Dérivé de la ticlopidine, possède un effet antiagrégant 10 fois supérieur et une toxicité moindre que l’aspirine. Globalement, quel que soit le site de l’athérothrombose, le clopidogrel réduit le nombre d’accidents thrombotiques secondaires par rapport à l’aspirine

Les effets secondaires :

- Des hémorragies, des thrombocytémies, des neutropénies,

- Des purpura des hématomes, des épitaxis, des ecchymoses,

Les contre-indications :

- Antécédents d’allergie au Plavix,

- Insuffisance hépatique sévère

- Lésion hémorragique évolutive (ulcère gastro-intestinal)

- Allaitement

Mises en gardes En cas d’intervention ou de procédures : arrêt cinq jours avant

Selon l’AMM, la posologie recommandée est unique : 1 comprimé à 75 mg en une prise quotidienne.

Les fibrinolytiques

Ces médicaments injectables, détruisent les caillots : effet thrombolytique. Ils sont d’autant plus efficaces sur le caillot s’ils sont utilisés très précocement.

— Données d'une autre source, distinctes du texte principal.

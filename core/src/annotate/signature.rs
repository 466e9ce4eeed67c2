use std::io::Write;
use std::path::{Path, PathBuf};

use tempfile::TempPath;

use crate::error::SignError;

/// Expand a leading `~` to the caller's home directory.
///
/// Anything after the `~` is joined onto home, so `~sigs/me.png` names a file under home
/// rather than another user's directory.
pub fn expand_signature_path(raw: &str) -> PathBuf {
    match raw.strip_prefix('~') {
        Some(rest) if !rest.is_empty() && !rest.starts_with(std::path::is_separator) => {
            match dirs::home_dir() {
                Some(home) => home.join(rest),
                None => PathBuf::from(raw),
            }
        }
        _ => PathBuf::from(shellexpand::tilde(raw).as_ref()),
    }
}

/// Read the configured signature image. An empty path is a configuration error.
pub fn read_signature(raw: &str) -> Result<Vec<u8>, SignError> {
    if raw.trim().is_empty() {
        return Err(SignError::MissingSignature);
    }
    let path = expand_signature_path(raw);
    std::fs::read(&path).map_err(|source| SignError::ReadSignature { path, source })
}

/// Write the signature bytes to a fresh temp file in `dir`.
///
/// The returned `TempPath` removes the file when dropped, on every exit path of the caller.
pub fn materialize_signature(dir: &Path, data: &[u8]) -> Result<TempPath, SignError> {
    let mut file = tempfile::Builder::new()
        .prefix("signature-")
        .suffix(".png")
        .tempfile_in(dir)
        .map_err(SignError::CreateTemp)?;
    file.write_all(data).map_err(SignError::WriteTemp)?;
    file.flush().map_err(SignError::WriteTemp)?;
    Ok(file.into_temp_path())
}

#[cfg(test)]
mod tests {
    use super::*;

    #[test]
    fn empty_path_is_rejected_before_io() {
        assert!(matches!(read_signature(""), Err(SignError::MissingSignature)));
        assert!(matches!(read_signature("   "), Err(SignError::MissingSignature)));
    }

    #[test]
    fn tilde_expands_to_home() {
        let Some(home) = dirs::home_dir() else {
            return;
        };
        assert_eq!(
            expand_signature_path("~/sig.png"),
            home.join("sig.png")
        );
        assert_eq!(expand_signature_path("/abs/sig.png"), PathBuf::from("/abs/sig.png"));
    }

    #[test]
    fn tilde_followed_by_a_name_joins_onto_home() {
        let Some(home) = dirs::home_dir() else {
            return;
        };
        assert_eq!(
            expand_signature_path("~sigs/me.png"),
            home.join("sigs").join("me.png")
        );
        assert_eq!(expand_signature_path("~"), home);
        assert_eq!(expand_signature_path("sig~.png"), PathBuf::from("sig~.png"));
    }

    #[test]
    fn unreadable_signature_names_the_path() {
        let dir = tempfile::tempdir().unwrap();
        let missing = dir.path().join("missing.png");
        let err = read_signature(missing.to_str().unwrap()).unwrap_err();
        match err {
            SignError::ReadSignature { path, .. } => assert_eq!(path, missing),
            other => panic!("unexpected error: {other}"),
        }
    }

    #[test]
    fn temp_signature_is_removed_on_drop() {
        let dir = tempfile::tempdir().unwrap();
        let temp = materialize_signature(dir.path(), b"png").unwrap();
        let path = temp.to_path_buf();
        assert_eq!(std::fs::read(&path).unwrap(), b"png");
        drop(temp);
        assert!(!path.exists());
    }
}
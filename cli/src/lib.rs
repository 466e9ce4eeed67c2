//! hours-signer library, exposed for integration tests.

pub mod app;
pub mod commands;
pub mod flow;
pub mod tui;
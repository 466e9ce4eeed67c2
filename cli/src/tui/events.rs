use std::sync::{
    atomic::{AtomicBool, Ordering},
    Arc,
};
use std::time::Duration;

use crossterm::event::{self, Event, KeyEvent, KeyEventKind};
use tokio::sync::mpsc;

pub enum InputEvent {
    Key(KeyEvent),
    Resize(u16, u16),
}

/// Polls crossterm on a dedicated thread and forwards events to the async loop.
pub struct InputReader {
    running: Arc<AtomicBool>,
    handle: Option<std::thread::JoinHandle<()>>,
}

impl InputReader {
    pub fn start() -> (Self, mpsc::UnboundedReceiver<InputEvent>) {
        let (tx, rx) = mpsc::unbounded_channel();
        let running = Arc::new(AtomicBool::new(true));
        let thread_running = Arc::clone(&running);
        let handle = std::thread::spawn(move || {
            while thread_running.load(Ordering::SeqCst) {
                if !event::poll(Duration::from_millis(100)).unwrap_or(false) {
                    continue;
                }
                let forwarded = match event::read() {
                    // Only Press: Windows also reports Release and Repeat, which would double input.
                    Ok(Event::Key(key)) if key.kind == KeyEventKind::Press => {
                        tracing::trace!("Key pressed: {:?}", key);
                        Some(InputEvent::Key(key))
                    }
                    Ok(Event::Key(key)) => {
                        tracing::trace!("Key event ignored: {:?}", key);
                        None
                    }
                    Ok(Event::Resize(w, h)) => Some(InputEvent::Resize(w, h)),
                    _ => None,
                };
                if let Some(ev) = forwarded {
                    if tx.send(ev).is_err() {
                        break;
                    }
                }
            }
        });
        (
            Self {
                running,
                handle: Some(handle),
            },
            rx,
        )
    }

    pub fn stop(mut self) {
        self.running.store(false, Ordering::SeqCst);
        if let Some(handle) = self.handle.take() {
            let _ = handle.join();
        }
    }
}
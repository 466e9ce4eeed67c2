//! `-init` and `-show-config`.
use std::io::Write;
use std::path::Path;

use hours_signer_core::api::{save_to, CliError, SignerConfig};

/// Write the default configuration to `path`, overwriting any existing file.
pub fn handle_init(path: &Path, out: &mut impl Write) -> Result<(), CliError> {
    save_to(path, &SignerConfig::default())?;
    writeln!(out, "Config file created at: {}", path.display())?;
    Ok(())
}

pub fn handle_show_config(
    path: &Path,
    cfg: &SignerConfig,
    out: &mut impl Write,
) -> Result<(), CliError> {
    writeln!(out, "Config file: {}", path.display())?;
    writeln!(out, "Employee name: {}", cfg.employee_name)?;
    writeln!(out, "Manager name: {}", cfg.manager_name)?;
    if cfg.has_signature() {
        writeln!(out, "Signature path: {}", cfg.signature_path)?;
    } else {
        writeln!(out, "Signature: (not configured)")?;
    }
    Ok(())
}
//! Signature-block annotation of timesheet PDFs.

pub mod engine;
pub mod lopdf_engine;
pub mod naming;
pub mod overlay;
pub mod pipeline;
pub mod signature;

pub use engine::DocumentEngine;
pub use lopdf_engine::LopdfEngine;
pub use naming::{default_output_name, default_output_path};
pub use overlay::{build_signature_block, Offset, OverlayContent, OverlaySpec, OverlayStep};
pub use pipeline::{apply_overlays, sign, SignReport, SignRequest, Signer};
pub use signature::{expand_signature_path, read_signature};
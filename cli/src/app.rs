//! Mode selection: one-shot flags or the interactive session.
use hours_signer_core::api::{config_path, CliError};

use crate::commands::cli::{is_flag_mode, usage, Args};
use crate::flow::{run_standard_flow, run_tui_flow};

#[derive(Debug, Clone, Copy, PartialEq, Eq)]
pub enum Mode {
    OneShot,
    Interactive,
}

impl Mode {
    pub fn detect(argv: &[String]) -> Self {
        if is_flag_mode(argv) {
            Mode::OneShot
        } else {
            Mode::Interactive
        }
    }
}

#[tracing::instrument(name = "cli.run_app", skip(argv))]
pub async fn run_app(mode: Mode, argv: Vec<String>) -> Result<i32, CliError> {
    let config_path = config_path()?;
    match mode {
        Mode::OneShot => {
            let args = match Args::try_parse_normalized(argv) {
                Ok(args) => args,
                Err(e) => {
                    let code = e.exit_code();
                    let _ = e.print();
                    return Ok(code);
                }
            };
            let mut stdout = std::io::stdout().lock();
            run_standard_flow(&args, &config_path, &mut stdout)
        }
        Mode::Interactive => run_tui_flow(&config_path).await,
    }
}

/// Process exit code for a failed run.
pub fn exit_code_for_error(e: &CliError) -> i32 {
    // 0: success
    // 1: any failure (usage, configuration, pipeline, terminal)
    tracing::debug!(kind = ?e.kind(), error = %e, "exiting with error");
    1
}

/// What a failed run writes to stderr. Usage errors are followed by the flag summary.
pub fn error_report(e: &CliError) -> String {
    let mut report = format!("Error: {e}");
    if matches!(e, CliError::Usage(_)) {
        report.push_str("\n\n");
        report.push_str(&usage());
    }
    report
}

#[cfg(test)]
mod tests {
    use super::*;
    use hours_signer_core::api::SignError;

    #[test]
    fn every_failure_exits_with_one() {
        assert_eq!(exit_code_for_error(&CliError::Usage("-input is required".into())), 1);
        assert_eq!(exit_code_for_error(&CliError::Sign(SignError::MissingSignature)), 1);
        assert_eq!(exit_code_for_error(&CliError::Terminal("too small".into())), 1);
    }

    #[test]
    fn usage_errors_print_the_flag_summary() {
        let report = error_report(&CliError::Usage("-input is required".into()));
        assert!(report.starts_with("Error: "));
        assert!(report.contains("-input is required"));
        assert!(report.contains(&usage()));
    }

    #[test]
    fn other_errors_print_only_the_message() {
        let err = CliError::Sign(SignError::MissingSignature);
        assert_eq!(error_report(&err), format!("Error: {err}"));
    }

    #[test]
    fn flags_select_one_shot_mode() {
        let argv = |args: &[&str]| args.iter().map(|s| s.to_string()).collect::<Vec<_>>();
        assert_eq!(Mode::detect(&argv(&["hours-signer"])), Mode::Interactive);
        assert_eq!(
            Mode::detect(&argv(&["hours-signer", "-input", "in.pdf"])),
            Mode::OneShot
        );
    }
}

Ils sont indiqués en cas de : d’IDM récent ou d’embolie pulmonaire

Les contre-indications :

- les syndromes hémorragiques,

- les AVC récents et les interventions récentes

- les biopsie récentes rénale et hépatiques,

- relatives : l’âge (>75 ans) la grossesse, le post partum, un traumatisme récent, un MCE

Les effets indésirables :

Les accidents allergiques (streptokinases) et hémorragiques

Les différents produits :

- TPA : actilyse

- APSAC : emilase ou acylstreptokinase

- Streptokinase : Streptase

- Urokinase

Les Autres solutions anticoagulantes

• L'iloprost (Ilomédine®) protaglandine utilisée en cas d’allergie à l’héparine, cette drogue est très vasodilatatrice. C'est un analogue de la prostacycline présentant une activité "antiaggrégant plaquettaire" puissante et réversible. Sa demi-vie est de 15 minutes et son action sur les plaquettes est réversible.

• D'autres produits font encore l'objet de recherche

L'hirudine et ses dérivés (Hirulog®, Hirugen®) sont des inhibiteurs spécifiques de la thrombine. C'est une protéine extraite de la salive de sangsues. Ce produit ne peut pas être antagonisé par la protamine.